Listed entries: Begin

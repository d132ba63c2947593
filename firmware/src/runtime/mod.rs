use core::cell::RefCell;

use cortex_m::interrupt;
use cortex_m::register::primask;
use cortex_m_rt::exception;
use critical_section::{self, Mutex, RawRestoreState};
use defmt_rtt as _;
use embassy_executor::Spawner;
use embassy_stm32 as hal;
use embassy_sync::blocking_mutex::raw::CriticalSectionRawMutex;
use embassy_sync::channel::Channel;
use tach_core::TachController;
use tach_core::capture::{EdgeCaptureCounter, PulseAccumulator};
use tach_core::diag::DiagSwitch;
use tach_core::duty::DutyCommand;
use tach_core::pin::PinArbiter;
use tach_core::synth::{BurstSynthesizer, DEFAULT_BURST_TABLE};
use tach_core::timebase::Timebase;

use crate::board::{SYNTH_CONFIG, SYSCLK_HZ, TACH_CONFIG};
use crate::diag::{DiagQueue, DropCounter};
use crate::hw::fan_pwm::FanPwm;
use crate::hw::tach_pin::{self, EdgeIrq, TachPad};
use crate::hw::timers::{Tim2Scheduler, Tim3Carrier};
use crate::hw::{self, SysTickCountdown};

mod console_task;
mod diag_task;
mod tach_task;

critical_section::set_impl!(InterruptCriticalSection);

struct InterruptCriticalSection;

unsafe impl critical_section::Impl for InterruptCriticalSection {
    unsafe fn acquire() -> RawRestoreState {
        let primask = primask::read();
        interrupt::disable();
        primask.is_active()
    }

    unsafe fn release(restore_state: RawRestoreState) {
        if restore_state {
            unsafe {
                interrupt::enable();
            }
        }
    }
}

pub(super) type FirmwareTach =
    TachController<'static, TachPad, EdgeIrq, Tim3Carrier, Tim2Scheduler>;

pub(super) static TIMEBASE: Timebase<SysTickCountdown> = Timebase::new(SysTickCountdown);
pub(super) static PULSES: PulseAccumulator = PulseAccumulator::new();
pub(super) static DUTY: DutyCommand = DutyCommand::new(tach_core::duty::DEFAULT_DUTY_PERCENT);
pub(super) static TACH: Mutex<RefCell<Option<FirmwareTach>>> = Mutex::new(RefCell::new(None));
pub(super) static DIAG_LINES: DiagQueue<CriticalSectionRawMutex> = Channel::new();
pub(super) static DIAG_DROPPED: DropCounter = DropCounter::new();
pub(super) static DIAG_SWITCH: DiagSwitch = DiagSwitch::new(true);

#[exception]
fn SysTick() {
    TIMEBASE.on_tick();
}

#[hal::interrupt]
fn EXTI4_15() {
    if tach_pin::take_edge_flag() {
        PULSES.record_edge(TIMEBASE.cycles32());
    }
}

#[hal::interrupt]
fn TIM2() {
    critical_section::with(|cs| {
        if let Some(tach) = TACH.borrow_ref_mut(cs).as_mut() {
            tach.on_scheduler_timeout(DUTY.percent());
        }
    });
}

#[embassy_executor::main]
pub async fn main(spawner: Spawner) {
    let config = hal::Config::default();
    let hal::Peripherals {
        PA2,
        PA3,
        PA9,
        PA10,
        USART1,
        USART2,
        PA6,
        PB9,
        TIM2,
        TIM3,
        TIM17,
        ..
    } = hal::init(config);
    // Claimed here so no HAL driver touches them; `hw` drives them through the PAC.
    let _register_level = (PA6, PB9, TIM2, TIM3, TIM17);

    hw::enable_clocks();
    TIMEBASE.init(SYSCLK_HZ);
    tach_pin::configure_edge_line();

    let arbiter = PinArbiter::new(TachPad, EdgeIrq, &PULSES);
    let capture = EdgeCaptureCounter::new(TACH_CONFIG, &PULSES);
    let synth = BurstSynthesizer::new(
        Tim3Carrier,
        Tim2Scheduler,
        SYNTH_CONFIG,
        DEFAULT_BURST_TABLE,
    );
    let mut tach = TachController::new(arbiter, capture, synth);
    tach.init(TIMEBASE.clock_hz());
    critical_section::with(|cs| *TACH.borrow_ref_mut(cs) = Some(tach));
    defmt::info!(
        "tach: ready clock_hz={} min_edge_cycles={}",
        TIMEBASE.clock_hz(),
        PULSES.min_edge_cycles()
    );

    let fan = FanPwm::new(SYSCLK_HZ, DUTY.percent());

    spawner
        .spawn(tach_task::run(fan))
        .expect("failed to spawn tach task");
    spawner
        .spawn(diag_task::run(USART1, PA9, PA10))
        .expect("failed to spawn diagnostic UART task");
    spawner
        .spawn(console_task::run(USART2, PA2, PA3))
        .expect("failed to spawn console task");

    core::future::pending::<()>().await;
}
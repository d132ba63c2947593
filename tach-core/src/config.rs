//! Build-time configuration for the tach subsystem.
//!
//! Nothing here is adjustable at runtime. Boards override the defaults by
//! declaring their own `const` values and handing them to the components at
//! init.

/// Capture-side configuration.
#[derive(Copy, Clone, Debug, Eq, PartialEq)]
pub struct TachConfig {
    /// Base address of the GPIO port hosting the tach pin (reported in the banner).
    pub gpio_base: u32,
    /// Bit mask of the tach pin within its port.
    pub pin_mask: u32,
    /// Edges closer than this are rejected as coupling glitches.
    pub min_edge_us: u32,
    /// Length of one reporting window.
    pub report_period_ms: u32,
    /// Multiplier turning a per-window pulse count into RPM.
    ///
    /// A 2 pulse/rev fan measured over 0.5 s gives `60 * pulses`.
    pub rpm_per_pulse: u32,
}

impl TachConfig {
    pub const DEFAULT: Self = Self {
        gpio_base: 0,
        pin_mask: 0,
        min_edge_us: 200,
        report_period_ms: 500,
        rpm_per_pulse: 60,
    };

    /// Returns a copy bound to the supplied GPIO port and pin.
    #[must_use]
    pub const fn with_pin(self, gpio_base: u32, pin_mask: u32) -> Self {
        Self {
            gpio_base,
            pin_mask,
            ..self
        }
    }
}

impl Default for TachConfig {
    fn default() -> Self {
        Self::DEFAULT
    }
}

/// Synthesizer-side configuration.
#[derive(Copy, Clone, Debug, Eq, PartialEq)]
pub struct SynthConfig {
    /// Carrier frequency used during the pulse phase of a burst.
    pub carrier_hz: u32,
    /// Lower bound on the carrier period in timer ticks.
    pub min_carrier_period: u32,
}

impl SynthConfig {
    pub const DEFAULT: Self = Self {
        carrier_hz: 21_500,
        min_carrier_period: 10,
    };
}

impl Default for SynthConfig {
    fn default() -> Self {
        Self::DEFAULT
    }
}
//! Byte-at-a-time console line assembly.

use core::fmt;
use core::str;

use heapless::Vec;

/// Longest accepted console line in bytes.
pub const MAX_LINE_LEN: usize = 96;

/// Ctrl-U.
const KILL_LINE: u8 = 0x15;

#[derive(Clone, Copy, Debug, PartialEq, Eq)]
pub enum LineError {
    /// The line exceeded [`MAX_LINE_LEN`]; its remaining bytes are dropped.
    Overflow,
    InvalidUtf8,
}

impl fmt::Display for LineError {
    fn fmt(&self, f: &mut fmt::Formatter<'_>) -> fmt::Result {
        match self {
            LineError::Overflow => write!(f, "line too long (max {MAX_LINE_LEN})"),
            LineError::InvalidUtf8 => f.write_str("line is not valid UTF-8"),
        }
    }
}

/// What the caller should do after feeding one byte.
#[derive(Clone, Copy, Debug, PartialEq, Eq)]
pub enum LineEvent<'a> {
    /// Byte stored; echo it back.
    Echo(u8),
    /// Last byte removed; echo an erase sequence.
    Erased,
    /// Ctrl-U cleared this many bytes; echo one erase sequence per byte.
    Killed(usize),
    /// Nothing to echo.
    Ignored,
    /// A full line, without its terminator.
    Complete(&'a str),
}

#[derive(Clone, Copy, Debug, PartialEq, Eq)]
enum State {
    Collecting,
    /// A line was just returned; clear before the next byte.
    Delivered,
    /// Overflowed; drop bytes until the next terminator.
    Discarding,
}

pub struct LineBuffer {
    bytes: Vec<u8, MAX_LINE_LEN>,
    state: State,
    after_cr: bool,
}

impl LineBuffer {
    #[must_use]
    pub const fn new() -> Self {
        Self {
            bytes: Vec::new(),
            state: State::Collecting,
            after_cr: false,
        }
    }

    /// Feeds one received byte. CR, LF and CR LF each end a line; backspace
    /// and DEL erase the previous byte; Ctrl-U erases the whole line.
    pub fn feed(&mut self, byte: u8) -> Result<LineEvent<'_>, LineError> {
        if self.state == State::Delivered {
            self.bytes.clear();
            self.state = State::Collecting;
        }

        let after_cr = core::mem::replace(&mut self.after_cr, byte == b'\r');

        match byte {
            b'\n' if after_cr => Ok(LineEvent::Ignored),
            b'\r' | b'\n' => {
                if self.state == State::Discarding {
                    self.bytes.clear();
                    self.state = State::Collecting;
                    return Ok(LineEvent::Ignored);
                }
                self.state = State::Delivered;
                str::from_utf8(&self.bytes)
                    .map(LineEvent::Complete)
                    .map_err(|_| LineError::InvalidUtf8)
            }
            _ if self.state == State::Discarding => Ok(LineEvent::Ignored),
            0x08 | 0x7f => Ok(match self.bytes.pop() {
                Some(_) => LineEvent::Erased,
                None => LineEvent::Ignored,
            }),
            KILL_LINE => {
                let erased = self.bytes.len();
                self.bytes.clear();
                Ok(if erased == 0 {
                    LineEvent::Ignored
                } else {
                    LineEvent::Killed(erased)
                })
            }
            value => {
                if self.bytes.push(value).is_err() {
                    self.bytes.clear();
                    self.state = State::Discarding;
                    return Err(LineError::Overflow);
                }
                Ok(LineEvent::Echo(value))
            }
        }
    }
}

impl Default for LineBuffer {
    fn default() -> Self {
        Self::new()
    }
}
//! Millisecond and cycle timebase built on a periodic countdown timer.
//!
//! The countdown timer reloads every millisecond and raises an interrupt; the
//! interrupt handler calls [`Timebase::on_tick`]. Between ticks the remaining
//! countdown value gives sub-millisecond resolution, which [`Timebase::cycles32`]
//! folds into a wrapping 32-bit cycle counter.

use portable_atomic::{AtomicU32, Ordering};

/// Hardware countdown timer driving the timebase (SysTick on Cortex-M).
pub trait Countdown {
    /// Programs a periodic countdown of `reload` cycles with its interrupt enabled.
    fn start_periodic(&self, reload: u32);

    /// Current countdown value, counting down from `reload - 1` to zero.
    fn remaining(&self) -> u32;
}

/// Free-running millisecond counter plus derived cycle counter.
pub struct Timebase<C> {
    countdown: C,
    ms_ticks: AtomicU32,
    reload: AtomicU32,
    clock_hz: AtomicU32,
}

impl<C: Countdown> Timebase<C> {
    /// Creates an idle timebase; call [`Timebase::init`] before use.
    #[must_use]
    pub const fn new(countdown: C) -> Self {
        Self {
            countdown,
            ms_ticks: AtomicU32::new(0),
            reload: AtomicU32::new(1),
            clock_hz: AtomicU32::new(0),
        }
    }

    /// Starts the 1 ms tick for a core clocked at `clock_hz`.
    pub fn init(&self, clock_hz: u32) {
        let reload = (clock_hz / 1_000).max(1);
        self.ms_ticks.store(0, Ordering::Relaxed);
        self.reload.store(reload, Ordering::Relaxed);
        self.clock_hz.store(clock_hz, Ordering::Relaxed);
        self.countdown.start_periodic(reload);
    }

    /// Tick interrupt body. Must be called exactly once per countdown period.
    pub fn on_tick(&self) {
        let next = self.ms_ticks.load(Ordering::Relaxed).wrapping_add(1);
        self.ms_ticks.store(next, Ordering::Release);
    }

    /// Milliseconds since [`Timebase::init`], wrapping at `u32::MAX`.
    #[must_use]
    pub fn millis(&self) -> u32 {
        self.ms_ticks.load(Ordering::Acquire)
    }

    /// Cycles per millisecond tick.
    #[must_use]
    pub fn reload(&self) -> u32 {
        self.reload.load(Ordering::Relaxed)
    }

    /// Core clock captured at init.
    #[must_use]
    pub fn clock_hz(&self) -> u32 {
        self.clock_hz.load(Ordering::Relaxed)
    }

    /// Wrapping cycle counter; only short deltas between two reads are meaningful.
    ///
    /// The tick count is sampled on both sides of the countdown read and the
    /// pair is retried when a tick lands in between.
    #[must_use]
    pub fn cycles32(&self) -> u32 {
        let reload = self.reload();
        loop {
            let before = self.ms_ticks.load(Ordering::Acquire);
            let remaining = self.countdown.remaining();
            let after = self.ms_ticks.load(Ordering::Acquire);
            if before == after {
                return compose_cycles(before, reload, remaining);
            }
        }
    }
}

/// `ticks * reload + (reload - remaining)`, wrapping.
#[must_use]
pub const fn compose_cycles(ticks: u32, reload: u32, remaining: u32) -> u32 {
    ticks
        .wrapping_mul(reload)
        .wrapping_add(reload.wrapping_sub(remaining))
}

/// Converts microseconds to core cycles the way the capture filter does:
/// whole cycles-per-microsecond times `micros`, never less than one cycle.
#[must_use]
pub const fn micros_to_cycles(clock_hz: u32, micros: u32) -> u32 {
    let cycles = (clock_hz / 1_000_000).saturating_mul(micros);
    if cycles == 0 { 1 } else { cycles }
}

Listed entries: End

■ Your objective ■
Which of the lines in the data hold the string "Channel"? Report each of them by copying it.

■ Response ■
use embassy_sync::channel::Channel;
pub(super) static DIAG_LINES: DiagQueue<CriticalSectionRawMutex> = Channel::new();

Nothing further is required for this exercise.